Advanced complications of untreated venous insufficiency
- Burst varicose veins: as blood continues accumulating in varicose veins, the walls of the vein weaken, increasing the risk of burst veins, which can lead to profuse bleeding.
- Skin discoloration: the skin on your legs will look pale and discolored because of ineffective blood circulation in the leg veins.
- Leg ulcers: without effective blood circulation in the legs, the wounds in your legs can’t heal properly, leading to non-healing wounds (ulcers).
- Deep vein thrombosis: you may eventually develop blood clots in your leg veins, which is one of the most dangerous complications of untreated chronic venous insufficiency.
Risk Factors of Venous Insufficiency:
- Genetic predisposition: you have an extremely high risk of chronic venous insufficiency if one or both of your parents have a history of vein problems.
- Biological sex: women are more likely to develop vein disease than men, and approximately 50% of all women suffer from spider veins and other vein problems.
- Pregnancy: the risk of vein disease significantly increases when you’re pregnant.
- Medical history: you have a higher risk of vein disease if you have a history of vein problems.
- Occupation: people with sedentary jobs that involve long periods of sitting or standing still have a higher risk of vein disease and spider veins.
How is Venous Insufficiency Diagnosed?
Our vein doctors perform a duplex ultrasound to diagnose chronic venous insufficiency. Duplex ultrasound is a vascular imaging test that involves channeling ultrasound energy to visualize the direction of blood flow in leg veins and determine if you have chronic venous insufficiency. After diagnosing vein disease, the vein doctor may recommend one of the following minimally invasive procedures: radiofrequency ablation, laser ablation, venaseal, ambulatory phlebectomy, or sclerotherapy.
Do varicose veins cause high blood pressure?
Yes.

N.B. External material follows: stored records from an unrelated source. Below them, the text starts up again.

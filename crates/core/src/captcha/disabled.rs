//! Resolver used when no solving service is configured.

use std::time::Duration;

use async_trait::async_trait;

use super::{CaptchaResolver, Challenge, ResolverError, SolvedChallenge};

/// Fails every challenge, leaving the order retryable for a later run.
#[derive(Debug, Clone, Copy, Default)]
pub struct DisabledResolver;

#[async_trait]
impl CaptchaResolver for DisabledResolver {
    fn name(&self) -> &str {
        "disabled"
    }

    async fn solve(
        &self,
        _challenge: &Challenge,
        _timeout: Duration,
    ) -> Result<SolvedChallenge, ResolverError> {
        Err(ResolverError::NotConfigured)
    }
}

#[cfg(test)]
mod tests {
    use super::*;
    use crate::captcha::ChallengeKind;

    #[tokio::test]
    async fn test_always_not_configured() {
        let challenge = Challenge {
            kind: ChallengeKind::ImageText,
            image_base64: String::new(),
            page_url: "https://shop.test/orders".to_string(),
        };
        let err = DisabledResolver
            .solve(&challenge, Duration::from_secs(1))
            .await
            .unwrap_err();
        assert!(matches!(err, ResolverError::NotConfigured));
    }
}
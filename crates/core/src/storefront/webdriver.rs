//! Minimal W3C WebDriver client (chromedriver, geckodriver).

use std::time::Duration;

use reqwest::{Client, Method};
use serde::Deserialize;
use serde_json::{json, Value};
use thiserror::Error;
use tokio::sync::RwLock;
use tokio::time::Instant;
use tracing::{debug, info, warn};

use crate::session::Cookie;

use super::StorefrontError;

/// Key under which W3C drivers return element references.
const ELEMENT_KEY: &str = "element-6066-11e4-a52e-4f735466cecf";

/// How often `wait_for` polls the page.
const POLL_INTERVAL: Duration = Duration::from_millis(500);

/// Errors reported by the driver.
#[derive(Debug, Error)]
pub enum WebDriverError {
    #[error("no such element: {0}")]
    NoSuchElement(String),

    #[error("timed out waiting for {0}")]
    Timeout(String),

    #[error("driver connection failed: {0}")]
    Connection(String),

    #[error("{error}: {message}")]
    Command { error: String, message: String },

    #[error("invalid driver response: {0}")]
    InvalidResponse(String),
}

impl From<WebDriverError> for StorefrontError {
    fn from(err: WebDriverError) -> Self {
        match err {
            WebDriverError::NoSuchElement(what) => StorefrontError::Layout(what),
            WebDriverError::Timeout(what) => StorefrontError::Timeout(what),
            WebDriverError::Connection(msg) => StorefrontError::ConnectionFailed(msg),
            other => StorefrontError::Driver(other.to_string()),
        }
    }
}

/// Reference to an element on the current page.
#[derive(Debug, Clone, PartialEq, Eq)]
pub struct ElementRef(String);

#[derive(Debug, Deserialize)]
struct Envelope {
    value: Value,
}

/// Browser launch options.
#[derive(Debug, Clone)]
pub struct BrowserOptions {
    pub headless: bool,
    pub page_load_timeout: Duration,
}

/// HTTP client for one browser driven through a WebDriver endpoint.
///
/// The browser is started lazily on first use and kept until `quit`.
pub struct WebDriverClient {
    client: Client,
    endpoint: String,
    options: BrowserOptions,
    session_id: RwLock<Option<String>>,
}

impl WebDriverClient {
    pub fn new(endpoint: &str, options: BrowserOptions) -> Result<Self, WebDriverError> {
        let client = Client::builder()
            .timeout(options.page_load_timeout + Duration::from_secs(30))
            .build()
            .map_err(|e| WebDriverError::Connection(e.to_string()))?;

        Ok(Self {
            client,
            endpoint: endpoint.trim_end_matches('/').to_string(),
            options,
            session_id: RwLock::new(None),
        })
    }

    /// Timeout used when waiting for page elements.
    pub fn page_timeout(&self) -> Duration {
        self.options.page_load_timeout
    }

    async fn send(
        &self,
        method: Method,
        path: &str,
        body: Option<Value>,
    ) -> Result<Value, WebDriverError> {
        let url = format!("{}{}", self.endpoint, path);
        let mut request = self.client.request(method, &url);
        if let Some(body) = body {
            request = request.json(&body);
        }

        let response = request.send().await.map_err(|e| {
            if e.is_timeout() {
                WebDriverError::Timeout(path.to_string())
            } else {
                WebDriverError::Connection(e.to_string())
            }
        })?;

        let status = response.status();
        let envelope: Envelope = response
            .json()
            .await
            .map_err(|e| WebDriverError::InvalidResponse(e.to_string()))?;

        if status.is_success() {
            Ok(envelope.value)
        } else {
            Err(command_error(&envelope.value))
        }
    }

    async fn session_id(&self) -> Result<String, WebDriverError> {
        if let Some(id) = self.session_id.read().await.as_ref() {
            return Ok(id.clone());
        }

        let mut guard = self.session_id.write().await;
        if let Some(id) = guard.as_ref() {
            return Ok(id.clone());
        }

        let value = self
            .send(
                Method::POST,
                "/session",
                Some(capabilities(&self.options)),
            )
            .await?;
        let id = value
            .get("sessionId")
            .and_then(Value::as_str)
            .ok_or_else(|| WebDriverError::InvalidResponse("missing sessionId".into()))?
            .to_string();

        info!("Browser session started ({})", id);
        *guard = Some(id.clone());
        Ok(id)
    }

    async fn command(
        &self,
        method: Method,
        suffix: &str,
        body: Option<Value>,
    ) -> Result<Value, WebDriverError> {
        let id = self.session_id().await?;
        self.send(method, &format!("/session/{}{}", id, suffix), body)
            .await
    }

    pub async fn navigate(&self, url: &str) -> Result<(), WebDriverError> {
        debug!("Navigating to {}", url);
        self.command(Method::POST, "/url", Some(json!({ "url": url })))
            .await?;
        Ok(())
    }

    pub async fn current_url(&self) -> Result<String, WebDriverError> {
        let value = self.command(Method::GET, "/url", None).await?;
        value
            .as_str()
            .map(str::to_string)
            .ok_or_else(|| WebDriverError::InvalidResponse("url is not a string".into()))
    }

    pub async fn find(&self, xpath: &str) -> Result<ElementRef, WebDriverError> {
        let value = self
            .command(Method::POST, "/element", Some(locator(xpath)))
            .await
            .map_err(|e| not_found_as(e, xpath))?;
        element_ref(&value)
    }

    pub async fn find_all(&self, xpath: &str) -> Result<Vec<ElementRef>, WebDriverError> {
        let value = self
            .command(Method::POST, "/elements", Some(locator(xpath)))
            .await?;
        element_refs(&value)
    }

    /// Find a descendant of `parent`; `xpath` should start with `.`.
    pub async fn find_in(
        &self,
        parent: &ElementRef,
        xpath: &str,
    ) -> Result<ElementRef, WebDriverError> {
        let value = self
            .command(
                Method::POST,
                &format!("/element/{}/element", parent.0),
                Some(locator(xpath)),
            )
            .await
            .map_err(|e| not_found_as(e, xpath))?;
        element_ref(&value)
    }

    /// Optional lookup: `Ok(None)` when nothing matches.
    pub async fn try_find(&self, xpath: &str) -> Result<Option<ElementRef>, WebDriverError> {
        Ok(self.find_all(xpath).await?.into_iter().next())
    }

    /// Poll until `xpath` matches or `timeout` elapses.
    pub async fn wait_for(
        &self,
        xpath: &str,
        timeout: Duration,
    ) -> Result<ElementRef, WebDriverError> {
        let deadline = Instant::now() + timeout;
        loop {
            if let Some(element) = self.try_find(xpath).await? {
                return Ok(element);
            }
            if Instant::now() >= deadline {
                return Err(WebDriverError::Timeout(xpath.to_string()));
            }
            tokio::time::sleep(POLL_INTERVAL).await;
        }
    }

    pub async fn text(&self, element: &ElementRef) -> Result<String, WebDriverError> {
        let value = self
            .command(Method::GET, &format!("/element/{}/text", element.0), None)
            .await?;
        Ok(value.as_str().unwrap_or_default().to_string())
    }

    pub async fn click(&self, element: &ElementRef) -> Result<(), WebDriverError> {
        self.command(
            Method::POST,
            &format!("/element/{}/click", element.0),
            Some(json!({})),
        )
        .await?;
        Ok(())
    }

    /// Click through script, for elements covered by overlays.
    pub async fn script_click(&self, element: &ElementRef) -> Result<(), WebDriverError> {
        self.command(
            Method::POST,
            "/execute/sync",
            Some(json!({
                "script": "arguments[0].scrollIntoView({block: 'center'}); arguments[0].click();",
                "args": [{ ELEMENT_KEY: element.0 }],
            })),
        )
        .await?;
        Ok(())
    }

    pub async fn send_keys(&self, element: &ElementRef, text: &str) -> Result<(), WebDriverError> {
        self.command(
            Method::POST,
            &format!("/element/{}/clear", element.0),
            Some(json!({})),
        )
        .await?;
        self.command(
            Method::POST,
            &format!("/element/{}/value", element.0),
            Some(json!({ "text": text })),
        )
        .await?;
        Ok(())
    }

    /// Base64 PNG of one element.
    pub async fn screenshot(&self, element: &ElementRef) -> Result<String, WebDriverError> {
        let value = self
            .command(
                Method::GET,
                &format!("/element/{}/screenshot", element.0),
                None,
            )
            .await?;
        value
            .as_str()
            .map(str::to_string)
            .ok_or_else(|| WebDriverError::InvalidResponse("screenshot is not a string".into()))
    }

    pub async fn cookies(&self) -> Result<Vec<Cookie>, WebDriverError> {
        let value = self.command(Method::GET, "/cookie", None).await?;
        serde_json::from_value(value).map_err(|e| WebDriverError::InvalidResponse(e.to_string()))
    }

    pub async fn add_cookie(&self, cookie: &Cookie) -> Result<(), WebDriverError> {
        self.command(Method::POST, "/cookie", Some(json!({ "cookie": cookie })))
            .await?;
        Ok(())
    }

    pub async fn delete_cookies(&self) -> Result<(), WebDriverError> {
        self.command(Method::DELETE, "/cookie", None).await?;
        Ok(())
    }

    /// Close the browser. A no-op when none was started.
    pub async fn quit(&self) -> Result<(), WebDriverError> {
        let Some(id) = self.session_id.write().await.take() else {
            return Ok(());
        };
        info!("Closing browser session ({})", id);
        if let Err(e) = self
            .send(Method::DELETE, &format!("/session/{}", id), None)
            .await
        {
            warn!("Failed to close browser session: {}", e);
        }
        Ok(())
    }
}

fn capabilities(options: &BrowserOptions) -> Value {
    let mut args = vec![
        "--disable-blink-features=AutomationControlled",
        "--window-size=1366,900",
        "--lang=en-US",
    ];
    if options.headless {
        args.push("--headless=new");
    }

    json!({
        "capabilities": {
            "alwaysMatch": {
                "browserName": "chrome",
                "pageLoadStrategy": "normal",
                "timeouts": { "pageLoad": options.page_load_timeout.as_millis() as u64 },
                "goog:chromeOptions": {
                    "args": args,
                    "excludeSwitches": ["enable-automation"],
                },
            }
        }
    })
}

fn locator(xpath: &str) -> Value {
    json!({ "using": "xpath", "value": xpath })
}

fn element_ref(value: &Value) -> Result<ElementRef, WebDriverError> {
    value
        .get(ELEMENT_KEY)
        .and_then(Value::as_str)
        .map(|id| ElementRef(id.to_string()))
        .ok_or_else(|| WebDriverError::InvalidResponse(format!("not an element: {}", value)))
}

fn element_refs(value: &Value) -> Result<Vec<ElementRef>, WebDriverError> {
    value
        .as_array()
        .ok_or_else(|| WebDriverError::InvalidResponse("expected element list".into()))?
        .iter()
        .map(element_ref)
        .collect()
}

fn command_error(value: &Value) -> WebDriverError {
    let field = |name: &str| {
        value
            .get(name)
            .and_then(Value::as_str)
            .unwrap_or_default()
            .to_string()
    };
    let error = field("error");
    let message = field("message");
    match error.as_str() {
        "no such element" => WebDriverError::NoSuchElement(message),
        "timeout" | "script timeout" => WebDriverError::Timeout(message),
        "" => WebDriverError::InvalidResponse(value.to_string()),
        _ => WebDriverError::Command { error, message },
    }
}

fn not_found_as(err: WebDriverError, xpath: &str) -> WebDriverError {
    match err {
        WebDriverError::NoSuchElement(_) => WebDriverError::NoSuchElement(xpath.to_string()),
        other => other,
    }
}

#[cfg(test)]
mod tests {
    use super::*;

    #[test]
    fn test_element_ref_parsing() {
        let value = json!({ ELEMENT_KEY: "abc-123" });
        assert_eq!(element_ref(&value).unwrap(), ElementRef("abc-123".into()));

        let list = json!([{ ELEMENT_KEY: "a" }, { ELEMENT_KEY: "b" }]);
        assert_eq!(element_refs(&list).unwrap().len(), 2);

        assert!(element_ref(&json!({ "other": 1 })).is_err());
    }

    #[test]
    fn test_command_error_mapping() {
        let err = command_error(&json!({ "error": "no such element", "message": "gone" }));
        assert!(matches!(err, WebDriverError::NoSuchElement(_)));

        let err = command_error(&json!({ "error": "timeout", "message": "slow" }));
        assert!(matches!(err, WebDriverError::Timeout(_)));

        let err = command_error(&json!({ "error": "invalid session id", "message": "x" }));
        assert!(matches!(err, WebDriverError::Command { ref error, .. } if error == "invalid session id"));
    }

    #[test]
    fn test_storefront_error_conversion() {
        let err: StorefrontError = WebDriverError::NoSuchElement("//div".into()).into();
        assert!(matches!(err, StorefrontError::Layout(_)));

        let err: StorefrontError = WebDriverError::Connection("refused".into()).into();
        assert!(matches!(err, StorefrontError::ConnectionFailed(_)));
    }

    #[test]
    fn test_capabilities_headless_flag() {
        let options = BrowserOptions {
            headless: true,
            page_load_timeout: Duration::from_secs(30),
        };
        let caps = capabilities(&options);
        let args = caps["capabilities"]["alwaysMatch"]["goog:chromeOptions"]["args"]
            .as_array()
            .unwrap();
        assert!(args.iter().any(|a| a == "--headless=new"));
        assert_eq!(
            caps["capabilities"]["alwaysMatch"]["timeouts"]["pageLoad"],
            30_000
        );
    }
}
//! Append-only run history.

use std::path::{Path, PathBuf};
use std::sync::{Mutex, MutexGuard};

use chrono::{DateTime, Utc};
use serde::{Deserialize, Serialize};
use uuid::Uuid;

use crate::persist::{self, PersistenceError};

/// How a run ended, as seen by the scheduler.
#[derive(Debug, Clone, Copy, PartialEq, Eq, Serialize, Deserialize)]
#[serde(rename_all = "snake_case")]
pub enum RunOutcome {
    /// Attempts were made and none was left retryable.
    Succeeded,
    /// Some adjustments succeeded, others were deferred.
    Partial,
    /// Nothing to attempt.
    Idle,
    /// The scan was cut short, the run was cancelled, or every attempt was
    /// blocked.
    Degraded,
    /// The run failed before finishing.
    Aborted,
}

impl RunOutcome {
    pub fn as_str(&self) -> &'static str {
        match self {
            RunOutcome::Succeeded => "succeeded",
            RunOutcome::Partial => "partial",
            RunOutcome::Idle => "idle",
            RunOutcome::Degraded => "degraded",
            RunOutcome::Aborted => "aborted",
        }
    }

    /// Whether the storefront let this run through unhindered.
    pub fn training_label(&self) -> bool {
        !matches!(self, RunOutcome::Degraded | RunOutcome::Aborted)
    }
}

impl std::fmt::Display for RunOutcome {
    fn fmt(&self, f: &mut std::fmt::Formatter<'_>) -> std::fmt::Result {
        write!(f, "{}", self.as_str())
    }
}

/// One finished run.
#[derive(Debug, Clone, PartialEq, Serialize, Deserialize)]
pub struct RunRecord {
    pub id: Uuid,
    pub started_at: DateTime<Utc>,
    pub finished_at: DateTime<Utc>,
    pub orders_scanned: u32,
    pub eligible: u32,
    pub adjustments_succeeded: u32,
    pub adjustments_failed: u32,
    pub deferred: u32,
    pub outcome: RunOutcome,
}

/// Run records stored as one JSON array, rewritten atomically on append.
#[derive(Debug)]
pub struct RunHistory {
    path: PathBuf,
    records: Mutex<Vec<RunRecord>>,
}

impl RunHistory {
    /// Open the history at `path`; a missing file is an empty history.
    pub fn open(path: &Path) -> Result<Self, PersistenceError> {
        let records = persist::read_json(path)?.unwrap_or_default();
        Ok(Self {
            path: path.to_path_buf(),
            records: Mutex::new(records),
        })
    }

    pub fn path(&self) -> &Path {
        &self.path
    }

    fn lock(&self) -> MutexGuard<'_, Vec<RunRecord>> {
        self.records.lock().unwrap_or_else(|e| e.into_inner())
    }

    /// Append a record. Memory is only updated once the file is written.
    pub fn append(&self, record: RunRecord) -> Result<(), PersistenceError> {
        let mut records = self.lock();
        let mut updated = records.clone();
        updated.push(record);
        persist::write_json(&self.path, &updated, "run history")?;
        *records = updated;
        Ok(())
    }

    /// Re-read the file, picking up runs recorded by another process.
    /// Returns the number of records now held.
    pub fn reload(&self) -> Result<usize, PersistenceError> {
        let mut records = self.lock();
        *records = persist::read_json(&self.path)?.unwrap_or_default();
        Ok(records.len())
    }

    /// All records, oldest first.
    pub fn records(&self) -> Vec<RunRecord> {
        self.lock().clone()
    }

    /// The `n` most recent records, oldest first.
    pub fn recent(&self, n: usize) -> Vec<RunRecord> {
        let records = self.lock();
        let start = records.len().saturating_sub(n);
        records[start..].to_vec()
    }

    pub fn len(&self) -> usize {
        self.lock().len()
    }

    pub fn is_empty(&self) -> bool {
        self.lock().is_empty()
    }
}

#[cfg(test)]
mod tests {
    use super::*;
    use crate::testing::fixtures;
    use chrono::Duration;
    use tempfile::TempDir;

    fn record(hours_ago: i64, outcome: RunOutcome) -> RunRecord {
        let started_at = fixtures::now() - Duration::hours(hours_ago);
        RunRecord {
            id: Uuid::new_v4(),
            started_at,
            finished_at: started_at + Duration::minutes(5),
            orders_scanned: 4,
            eligible: 1,
            adjustments_succeeded: 1,
            adjustments_failed: 0,
            deferred: 0,
            outcome,
        }
    }

    #[test]
    fn test_training_labels() {
        assert!(RunOutcome::Succeeded.training_label());
        assert!(RunOutcome::Partial.training_label());
        assert!(RunOutcome::Idle.training_label());
        assert!(!RunOutcome::Degraded.training_label());
        assert!(!RunOutcome::Aborted.training_label());
    }

    #[test]
    fn test_append_survives_reopen() {
        let dir = TempDir::new().unwrap();
        let path = dir.path().join("runs.json");

        let history = RunHistory::open(&path).unwrap();
        assert!(history.is_empty());
        history.append(record(48, RunOutcome::Idle)).unwrap();
        history.append(record(24, RunOutcome::Succeeded)).unwrap();

        let reopened = RunHistory::open(&path).unwrap();
        assert_eq!(reopened.len(), 2);
        assert_eq!(reopened.records(), history.records());
    }

    #[test]
    fn test_reload_sees_other_writer() {
        let dir = TempDir::new().unwrap();
        let path = dir.path().join("runs.json");
        let ours = RunHistory::open(&path).unwrap();
        let theirs = RunHistory::open(&path).unwrap();

        theirs.append(record(3, RunOutcome::Idle)).unwrap();
        assert!(ours.is_empty());

        assert_eq!(ours.reload().unwrap(), 1);
        ours.append(record(1, RunOutcome::Succeeded)).unwrap();
        assert_eq!(RunHistory::open(&path).unwrap().len(), 2);
    }

    #[test]
    fn test_recent_returns_tail() {
        let dir = TempDir::new().unwrap();
        let history = RunHistory::open(&dir.path().join("runs.json")).unwrap();
        for h in [72, 48, 24] {
            history.append(record(h, RunOutcome::Idle)).unwrap();
        }

        let recent = history.recent(2);

        assert_eq!(recent.len(), 2);
        assert!(recent[0].started_at < recent[1].started_at);
        assert_eq!(history.recent(10).len(), 3);
    }

    #[test]
    fn test_corrupt_history_is_an_error() {
        let dir = TempDir::new().unwrap();
        let path = dir.path().join("runs.json");
        std::fs::write(&path, "[{not json").unwrap();

        assert!(RunHistory::open(&path).is_err());
    }

    #[test]
    fn test_outcome_serializes_snake_case() {
        let json = serde_json::to_string(&RunOutcome::Degraded).unwrap();
        assert_eq!(json, "\"degraded\"");
    }
}
//! Pipeline configuration.

use serde::{Deserialize, Serialize};

/// Limits applied by the orchestrator to each run.
#[derive(Debug, Clone, Serialize, Deserialize, PartialEq)]
pub struct PipelineConfig {
    /// Total adjustment attempts per order across all runs.
    /// Reaching it marks the order permanently failed.
    #[serde(default = "default_max_attempts")]
    pub max_attempts: u32,

    /// Attempts per order within a single run.
    #[serde(default = "default_max_attempts_per_run")]
    pub max_attempts_per_run: u32,

    /// Orders processed per run; the rest wait for the next run.
    #[serde(default = "default_max_orders_per_run")]
    pub max_orders_per_run: usize,

    /// Login attempts before the run is aborted.
    #[serde(default = "default_login_attempts")]
    pub login_attempts: u32,

    /// Days after purchase during which an adjustment may be requested.
    #[serde(default = "default_window_days")]
    pub eligibility_window_days: u32,
}

fn default_max_attempts() -> u32 {
    5
}

fn default_max_attempts_per_run() -> u32 {
    3
}

fn default_max_orders_per_run() -> usize {
    10
}

fn default_login_attempts() -> u32 {
    3
}

fn default_window_days() -> u32 {
    crate::order::ELIGIBILITY_WINDOW_DAYS
}

impl Default for PipelineConfig {
    fn default() -> Self {
        Self {
            max_attempts: default_max_attempts(),
            max_attempts_per_run: default_max_attempts_per_run(),
            max_orders_per_run: default_max_orders_per_run(),
            login_attempts: default_login_attempts(),
            eligibility_window_days: default_window_days(),
        }
    }
}

#[cfg(test)]
mod tests {
    use super::*;

    #[test]
    fn test_default_config() {
        let config = PipelineConfig::default();
        assert_eq!(config.max_attempts, 5);
        assert_eq!(config.max_attempts_per_run, 3);
        assert_eq!(config.max_orders_per_run, 10);
        assert_eq!(config.login_attempts, 3);
        assert_eq!(config.eligibility_window_days, 30);
    }

    #[test]
    fn test_config_serialization() {
        let config = PipelineConfig {
            max_orders_per_run: 2,
            ..Default::default()
        };
        let json = serde_json::to_string(&config).unwrap();
        let parsed: PipelineConfig = serde_json::from_str(&json).unwrap();
        assert_eq!(parsed, config);
    }

    #[test]
    fn test_missing_fields_use_defaults() {
        let parsed: PipelineConfig = serde_json::from_str(r#"{"max_attempts": 8}"#).unwrap();
        assert_eq!(parsed.max_attempts, 8);
        assert_eq!(parsed.max_attempts_per_run, 3);
    }
}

If you have varicose veins and chronic venous insufficiency, more blood will accumulate in your leg veins, which leads to increased blood pressure.
Does high blood pressure cause varicose veins?
High blood pressure increases the risk of damaged vein valves, which, in turn, increases the risk of chronic venous insufficiency and varicose veins.
What is CVI in medical terms?
CVI, short for chronic venous insufficiency, is a medical condition wherein the collapse of vein valves leads to backward blood circulation and the accumulation of blood in leg veins, leading to a wide range of vascular problems, such as spider veins and varicose veins.
How to treat a collapsed vein?
If your vein valves are collapsed, the vein doctor will perform radiofrequency ablation or laser ablation to destroy the diseased saphenous vein. Once the damaged vein is neutralized, the accumulated blood will reroute into healthier leg veins to restore optimal blood circulation to the heart. Since a diseased vein valve can’t be repaired, it must be removed or destroyed.